Your answer must be one number: the count of lines below that hold the word "switch".

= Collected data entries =

****************

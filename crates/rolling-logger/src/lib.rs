//! Rolling Logger
//!
//! A `log::Log` backend for browser frontends. Every record is written to the
//! browser console (stderr off wasm) and the last `capacity` formatted lines
//! are kept in memory so they can be inspected or attached to a bug report.

use std::collections::VecDeque;
use std::sync::{Mutex, OnceLock};

use log::{LevelFilter, Log, Metadata, Record, SetLoggerError};

static LOGGER: OnceLock<RollingLogger> = OnceLock::new();

/// Console logger with a circular buffer of recent lines
pub struct RollingLogger {
    level: LevelFilter,
    capacity: usize,
    lines: Mutex<VecDeque<String>>,
}

impl RollingLogger {
    pub fn new(capacity: usize, level: LevelFilter) -> Self {
        Self {
            level,
            capacity: capacity.max(1),
            lines: Mutex::new(VecDeque::with_capacity(capacity.max(1))),
        }
    }

    /// Install a global logger. Only the first call wins.
    pub fn init(capacity: usize, level: LevelFilter) -> Result<(), SetLoggerError> {
        let logger = LOGGER.get_or_init(|| RollingLogger::new(capacity, level));
        log::set_logger(logger)?;
        log::set_max_level(level);
        Ok(())
    }

    /// Buffered lines, oldest first
    pub fn recent_lines(&self) -> Vec<String> {
        match self.lines.lock() {
            Ok(lines) => lines.iter().cloned().collect(),
            Err(_) => Vec::new(),
        }
    }

    fn push_line(&self, line: String) {
        if let Ok(mut lines) = self.lines.lock() {
            while lines.len() >= self.capacity {
                lines.pop_front();
            }
            lines.push_back(line);
        }
    }
}

fn format_record(record: &Record) -> String {
    format!(
        "{} [{}] {}: {}",
        chrono::Utc::now().format("%H:%M:%S%.3f"),
        record.level(),
        record.target(),
        record.args()
    )
}

#[cfg(target_arch = "wasm32")]
fn write_console(level: log::Level, line: &str) {
    let value = wasm_bindgen::JsValue::from_str(line);
    match level {
        log::Level::Error => web_sys::console::error_1(&value),
        log::Level::Warn => web_sys::console::warn_1(&value),
        _ => web_sys::console::log_1(&value),
    }
}

#[cfg(not(target_arch = "wasm32"))]
fn write_console(_level: log::Level, line: &str) {
    eprintln!("{}", line);
}

impl Log for RollingLogger {
    fn enabled(&self, metadata: &Metadata) -> bool {
        metadata.level() <= self.level
    }

    fn log(&self, record: &Record) {
        if !self.enabled(record.metadata()) {
            return;
        }
        let line = format_record(record);
        write_console(record.level(), &line);
        self.push_line(line);
    }

    fn flush(&self) {}
}

#[cfg(test)]
mod tests {
    use super::*;
    use log::Level;

    fn emit(logger: &RollingLogger, level: Level, msg: &str) {
        logger.log(
            &Record::builder()
                .level(level)
                .target("test")
                .args(format_args!("{}", msg))
                .build(),
        );
    }

    #[test]
    fn test_buffer_keeps_latest_lines() {
        let logger = RollingLogger::new(2, LevelFilter::Info);
        emit(&logger, Level::Info, "one");
        emit(&logger, Level::Info, "two");
        emit(&logger, Level::Info, "three");

        let lines = logger.recent_lines();
        assert_eq!(lines.len(), 2);
        assert!(lines[0].ends_with("test: two"));
        assert!(lines[1].ends_with("test: three"));
    }

    #[test]
    fn test_level_filter() {
        let logger = RollingLogger::new(10, LevelFilter::Warn);
        emit(&logger, Level::Info, "quiet");
        emit(&logger, Level::Warn, "loud");

        let lines = logger.recent_lines();
        assert_eq!(lines.len(), 1);
        assert!(lines[0].contains("[WARN]"));
    }
}
//! Browser implementations of the platform capabilities.

use gloo_storage::{LocalStorage, Storage};
use gloo_timers::callback::Timeout;

use super::{Interaction, KeyValueStore, Timer, TimerHandle};
use crate::error::{AppError, AppResult};

fn js_error(err: wasm_bindgen::JsValue) -> String {
    err.as_string().unwrap_or_else(|| format!("{:?}", err))
}

/// `window.localStorage` through gloo-storage.
///
/// Values are kept as plain strings (`dark`, `pt`, the tracks JSON), so the
/// raw storage is used instead of gloo's JSON-encoding `get`/`set`.
pub struct LocalStore;

impl LocalStore {
    /// `None` when storage is unavailable (private mode, sandboxed frame)
    pub fn open() -> Option<Self> {
        web_sys::window()?.local_storage().ok()??;
        Some(Self)
    }
}

impl KeyValueStore for LocalStore {
    fn get(&self, key: &str) -> Option<String> {
        LocalStorage::raw().get_item(key).ok().flatten()
    }

    fn set(&self, key: &str, value: &str) -> AppResult<()> {
        LocalStorage::raw()
            .set_item(key, value)
            .map_err(|e| AppError::Storage(js_error(e)))
    }

    fn remove(&self, key: &str) -> AppResult<()> {
        LocalStorage::delete(key);
        Ok(())
    }
}

/// `window.alert`, `window.prompt` and `location.href`
pub struct BrowserInteraction {
    window: web_sys::Window,
}

impl BrowserInteraction {
    pub fn new(window: web_sys::Window) -> Self {
        Self { window }
    }
}

impl Interaction for BrowserInteraction {
    fn alert(&self, message: &str) {
        let _ = self.window.alert_with_message(message);
    }

    fn prompt(&self, message: &str) -> Option<String> {
        self.window.prompt_with_message(message).ok().flatten()
    }

    fn navigate(&self, url: &str) -> AppResult<()> {
        self.window
            .location()
            .set_href(url)
            .map_err(|e| AppError::Interaction(js_error(e)))
    }
}

/// `setTimeout` through gloo-timers
pub struct BrowserTimer;

impl Timer for BrowserTimer {
    fn schedule(&self, delay_ms: u32, callback: Box<dyn FnOnce()>) -> TimerHandle {
        let id = Timeout::new(delay_ms, callback).forget();
        TimerHandle::new(move || {
            if let (Some(win), Some(id)) = (web_sys::window(), id.as_f64()) {
                win.clear_timeout_with_handle(id as i32);
            }
        })
    }
}
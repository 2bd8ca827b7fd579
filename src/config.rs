//! Page Configuration
//!
//! Element ids, CSS classes, storage keys and timings shared by the pages.

// ========================
// Storage Keys
// ========================

pub const THEME_KEY: &str = "theme";
pub const LANGUAGE_KEY: &str = "language";
pub const TRACKS_KEY: &str = "trilhas";

// ========================
// Element IDs
// ========================

pub const THEME_TOGGLE_ID: &str = "theme-toggle";
pub const THEME_ICON_ID: &str = "theme-icon";

pub const LANG_TOGGLE_ID: &str = "lang-toggle";
pub const LANG_OPTIONS_ID: &str = "lang-options";
pub const LANG_DROPDOWN_ID: &str = "lang-dropdown-container";
pub const HERO_TITLE_ID: &str = "hero-title";
pub const HERO_SUBTITLE_ID: &str = "hero-subtitle";
pub const CTA_BUTTON_ID: &str = "cta-button";
pub const LOGIN_BUTTON_ID: &str = "login-button";

pub const QUIZ_CONTAINER_ID: &str = "quiz-container";
pub const QUIZ_NEXT_ID: &str = "next-btn";

pub const TRACK_LIST_ID: &str = "lista-trilhas";
pub const NEW_TRACK_ID: &str = "nova-trilha";

pub const UPLOAD_BUTTON_ID: &str = "upload-btn";
pub const FILE_INPUT_ID: &str = "file-input";
pub const FILE_NAME_ID: &str = "file-name";
pub const DROP_ZONE_ID: &str = "drop-zone";

pub const LOGIN_FORM_ID: &str = "login-form";
pub const LOGIN_EMAIL_ID: &str = "email";
pub const LOGIN_PASSWORD_ID: &str = "senha";
pub const SIGNUP_FORM_ID: &str = "signup-form";
pub const SIGNUP_NAME_ID: &str = "signup-nome";
pub const SIGNUP_EMAIL_ID: &str = "signup-email";
pub const SIGNUP_PASSWORD_ID: &str = "signup-senha";
pub const ERROR_MESSAGE_ID: &str = "error-message";
pub const GOOGLE_LOGIN_ID: &str = "google-login-btn";

pub const FORMS_WRAPPER_ID: &str = "forms-wrapper";
pub const TAB_INDICATOR_ID: &str = "tab-indicator";
/// Tab buttons and in-form switch links carry `data-tab="login|signup"`
pub const TAB_BUTTON_SELECTOR: &str = ".tab-btn";
pub const SWITCH_TAB_SELECTOR: &str = ".switch-tab";

// ========================
// CSS Classes
// ========================

pub const DARK_MODE_CLASS: &str = "dark-mode";
pub const SHOW_CLASS: &str = "show";
pub const ACTIVE_CLASS: &str = "active";
pub const DRAG_OVER_CLASS: &str = "drag-over";

// ========================
// Behavior
// ========================

/// Delay between picking a quiz option and revealing the answer
pub const QUIZ_REVEAL_DELAY_MS: u32 = 500;

/// Where a successful (simulated) login lands
pub const DASHBOARD_URL: &str = "dashboard.html";

/// Lines kept by the in-memory log buffer
pub const LOG_BUFFER_LINES: usize = 200;
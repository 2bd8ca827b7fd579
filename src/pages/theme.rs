//! Theme toggle binding. Present on every page.

use std::cell::RefCell;
use std::rc::Rc;

use web_sys::{Document, Element, HtmlElement};

use super::dom::{listen, require, set_class};
use crate::config::{DARK_MODE_CLASS, THEME_ICON_ID, THEME_TOGGLE_ID};
use crate::controllers::ThemeController;
use crate::error::{AppError, AppResult};
use crate::platform::KeyValueStore;

pub fn attach(doc: &Document, store: Rc<dyn KeyValueStore>) -> AppResult<()> {
    let toggle: HtmlElement = require(doc, THEME_TOGGLE_ID)?;
    let icon: Element = require(doc, THEME_ICON_ID)?;
    let body = doc
        .body()
        .ok_or_else(|| AppError::MissingElement("body".to_string()))?;

    let theme = Rc::new(RefCell::new(ThemeController::load(store)));
    render(&body, &icon, &theme.borrow());

    listen(&toggle, "click", move |_| {
        let mut theme = theme.borrow_mut();
        theme.toggle();
        render(&body, &icon, &theme);
    });
    Ok(())
}

fn render(body: &HtmlElement, icon: &Element, theme: &ThemeController) {
    set_class(body, DARK_MODE_CLASS, theme.is_dark());
    icon.set_class_name(theme.icon_class());
}
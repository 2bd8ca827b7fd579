//! Frontend Errors
//!
//! Error type shared by the platform adapters and controllers.

/// Common result type for frontend operations
pub type AppResult<T> = Result<T, AppError>;

/// Frontend errors
#[derive(Debug, Clone, PartialEq)]
pub enum AppError {
    /// A required element is not on this page
    MissingElement(String),
    /// The key-value store rejected an operation
    Storage(String),
    Serialization(String),
    /// A browser dialog or navigation failed
    Interaction(String),
}

impl std::fmt::Display for AppError {
    fn fmt(&self, f: &mut std::fmt::Formatter<'_>) -> std::fmt::Result {
        match self {
            AppError::MissingElement(id) => write!(f, "Missing element: #{}", id),
            AppError::Storage(msg) => write!(f, "Storage error: {}", msg),
            AppError::Serialization(msg) => write!(f, "Serialization error: {}", msg),
            AppError::Interaction(msg) => write!(f, "Interaction error: {}", msg),
        }
    }
}

impl std::error::Error for AppError {}

impl From<serde_json::Error> for AppError {
    fn from(err: serde_json::Error) -> Self {
        AppError::Serialization(err.to_string())
    }
}
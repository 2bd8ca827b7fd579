//! Track list page.
//!
//! Cards are rendered by Leptos from a `reactive_stores::Store`; the "new
//! track" button lives in the static page markup.

use std::cell::RefCell;
use std::rc::Rc;

use leptos::mount::mount_to;
use leptos::prelude::*;
use reactive_stores::Store;
use web_sys::{Document, Element, HtmlElement};

use super::dom::{listen, require};
use crate::config::{NEW_TRACK_ID, TRACK_LIST_ID};
use crate::controllers::{TrackListController, EMPTY_LIST_MESSAGE};
use crate::error::AppResult;
use crate::models::Track;
use crate::platform::{Interaction, KeyValueStore};

/// Tracks as rendered, with field-level reactivity
#[derive(Clone, Debug, Default, Store)]
pub struct TrackBoard {
    pub tracks: Vec<Track>,
}

pub fn attach(
    doc: &Document,
    store: Rc<dyn KeyValueStore>,
    interaction: Rc<dyn Interaction>,
) -> AppResult<()> {
    let list: HtmlElement = require(doc, TRACK_LIST_ID)?;
    let new_button: Element = require(doc, NEW_TRACK_ID)?;

    let controller = Rc::new(RefCell::new(TrackListController::load(store)));
    let board = Store::new(TrackBoard {
        tracks: controller.borrow().tracks().to_vec(),
    });

    listen(&new_button, "click", move |_| {
        let mut controller = controller.borrow_mut();
        if controller.create(interaction.as_ref()).is_some() {
            *board.tracks().write() = controller.tracks().to_vec();
        }
    });

    list.set_inner_html("");
    mount_to(list, move || track_list_view(board)).forget();
    Ok(())
}

fn track_list_view(board: Store<TrackBoard>) -> impl IntoView {
    move || {
        let tracks = board.tracks().get();
        if tracks.is_empty() {
            view! { <p>{EMPTY_LIST_MESSAGE}</p> }.into_any()
        } else {
            tracks
                .into_iter()
                .map(|track| view! { <TrackCard track=track /> })
                .collect_view()
                .into_any()
        }
    }
}

/// One track with its progress bar
#[component]
fn TrackCard(track: Track) -> impl IntoView {
    let percent = track.percent();
    view! {
        <div class="trilha-card">
            <h3>{track.name}</h3>
            <p class="trilha-progresso">{format!("{}% concluído", percent)}</p>
            <div class="barra-progresso">
                <div class="barra-preenchida" style=format!("width: {}%", percent)></div>
            </div>
            <button class="btn btn-login">"Abrir"</button>
        </div>
    }
}
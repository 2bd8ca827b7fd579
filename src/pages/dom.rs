//! DOM lookup and event helpers.

use wasm_bindgen::closure::Closure;
use wasm_bindgen::JsCast;
use web_sys::{Document, Event, EventTarget, HtmlElement, HtmlInputElement};

use crate::error::{AppError, AppResult};

/// Element by id, cast to the expected type
pub fn by_id<T: JsCast>(doc: &Document, id: &str) -> Option<T> {
    doc.get_element_by_id(id)?.dyn_into::<T>().ok()
}

/// Like `by_id`, but a missing element is a `MissingElement` error
pub fn require<T: JsCast>(doc: &Document, id: &str) -> AppResult<T> {
    by_id(doc, id).ok_or_else(|| AppError::MissingElement(id.to_string()))
}

/// All HTML elements matching a selector, in document order
pub fn query_all(doc: &Document, selector: &str) -> Vec<HtmlElement> {
    let Ok(list) = doc.query_selector_all(selector) else {
        return Vec::new();
    };
    (0..list.length())
        .filter_map(|i| list.item(i))
        .filter_map(|node| node.dyn_into::<HtmlElement>().ok())
        .collect()
}

/// Current value of an input, empty when the input is absent
pub fn input_value(doc: &Document, id: &str) -> String {
    by_id::<HtmlInputElement>(doc, id)
        .map(|input| input.value())
        .unwrap_or_default()
}

/// Attach a listener for the lifetime of the page
pub fn listen(target: &EventTarget, event: &str, handler: impl FnMut(Event) + 'static) {
    let cb = Closure::<dyn FnMut(Event)>::new(handler);
    let _ = target.add_event_listener_with_callback(event, cb.as_ref().unchecked_ref());
    cb.forget();
}

pub fn set_class(el: &web_sys::Element, class: &str, on: bool) {
    let _ = el.class_list().toggle_with_force(class, on);
}

pub fn set_text(el: &web_sys::Element, text: &str) {
    el.set_text_content(Some(text));
}
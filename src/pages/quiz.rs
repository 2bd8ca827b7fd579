//! Quiz page: options rendered with Leptos into the existing container.

use std::rc::Rc;

use leptos::mount::mount_to;
use leptos::prelude::*;
use web_sys::{Document, HtmlButtonElement, HtmlElement};

use super::dom::{listen, require};
use crate::config::{QUIZ_CONTAINER_ID, QUIZ_NEXT_ID};
use crate::controllers::{NextPolicy, QuizController, QuizSnapshot};
use crate::error::AppResult;
use crate::models::quiz_questions;
use crate::platform::Timer;

pub fn attach(doc: &Document, timer: Rc<dyn Timer>) -> AppResult<()> {
    let container: HtmlElement = require(doc, QUIZ_CONTAINER_ID)?;
    let next: HtmlButtonElement = require(doc, QUIZ_NEXT_ID)?;
    let Some(quiz) = QuizController::new(quiz_questions(), NextPolicy::default(), timer) else {
        return Ok(());
    };

    let snapshot = RwSignal::new(quiz.snapshot());
    next.set_disabled(!quiz.next_enabled());
    {
        let next = next.clone();
        quiz.on_change(move |snap| {
            next.set_disabled(!snap.next_enabled);
            snapshot.set(snap.clone());
        });
    }
    {
        let quiz = quiz.clone();
        listen(&next, "click", move |_| quiz.next());
    }

    container.set_inner_html("");
    mount_to(container, move || quiz_view(snapshot.read_only(), quiz)).forget();
    Ok(())
}

fn option_class(mark_class: &str) -> String {
    if mark_class.is_empty() {
        "btn opcao".to_string()
    } else {
        format!("btn opcao {}", mark_class)
    }
}

fn quiz_view(snapshot: ReadSignal<QuizSnapshot>, quiz: QuizController) -> impl IntoView {
    let quiz = StoredValue::new_local(quiz);

    view! {
        <h3>{move || snapshot.with(|s| s.prompt.clone())}</h3>
        <div class="opcoes-container">
            {move || {
                let snap = snapshot.get();
                let locked = snap.locked;
                snap.options
                    .into_iter()
                    .enumerate()
                    .map(|(i, (label, mark))| {
                        view! {
                            <button
                                class=option_class(mark.css_class())
                                data-index=i.to_string()
                                disabled=locked
                                on:click=move |_| quiz.with_value(|q| q.select(i))
                            >
                                {label}
                            </button>
                        }
                    })
                    .collect_view()
            }}
        </div>
    }
}

#[cfg(test)]
mod tests {
    use super::*;

    #[test]
    fn test_option_class() {
        assert_eq!(option_class(""), "btn opcao");
        assert_eq!(option_class("correta"), "btn opcao correta");
    }
}
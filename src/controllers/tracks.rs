//! Learning track list, persisted as JSON.

use std::rc::Rc;

use log::{info, warn};

use crate::config::TRACKS_KEY;
use crate::error::AppResult;
use crate::models::{default_tracks, Track};
use crate::platform::{Interaction, KeyValueStore};

pub const NEW_TRACK_PROMPT: &str = "Nome da trilha:";
pub const EMPTY_LIST_MESSAGE: &str = "Nenhuma trilha criada ainda.";

pub struct TrackListController {
    store: Rc<dyn KeyValueStore>,
    tracks: Vec<Track>,
}

impl TrackListController {
    /// Deserialize persisted tracks; absent or malformed data yields the default seed
    pub fn load(store: Rc<dyn KeyValueStore>) -> Self {
        let tracks = match store.get(TRACKS_KEY) {
            None => default_tracks(),
            Some(raw) => match serde_json::from_str::<Vec<Track>>(&raw) {
                Ok(tracks) => tracks,
                Err(e) => {
                    warn!("[TRACKS] Discarding malformed persisted tracks: {}", e);
                    default_tracks()
                }
            },
        };
        Self { store, tracks }
    }

    pub fn tracks(&self) -> &[Track] {
        &self.tracks
    }

    /// Ask for a name and append it
    pub fn create(&mut self, interaction: &dyn Interaction) -> Option<&Track> {
        let answer = interaction.prompt(NEW_TRACK_PROMPT);
        self.create_named(answer.as_deref())
    }

    /// Append a track at 0%. Blank or cancelled input is a no-op.
    pub fn create_named(&mut self, name: Option<&str>) -> Option<&Track> {
        let name = name.map(str::trim).filter(|n| !n.is_empty())?;
        self.tracks.push(Track::new(name));
        info!("[TRACKS] Created track {:?} ({} total)", name, self.tracks.len());
        if let Err(e) = self.persist() {
            warn!("[TRACKS] Failed to persist tracks: {}", e);
        }
        self.tracks.last()
    }

    fn persist(&self) -> AppResult<()> {
        let json = serde_json::to_string(&self.tracks)?;
        self.store.set(TRACKS_KEY, &json)
    }
}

****************

= RESULT OF THE TASK =
2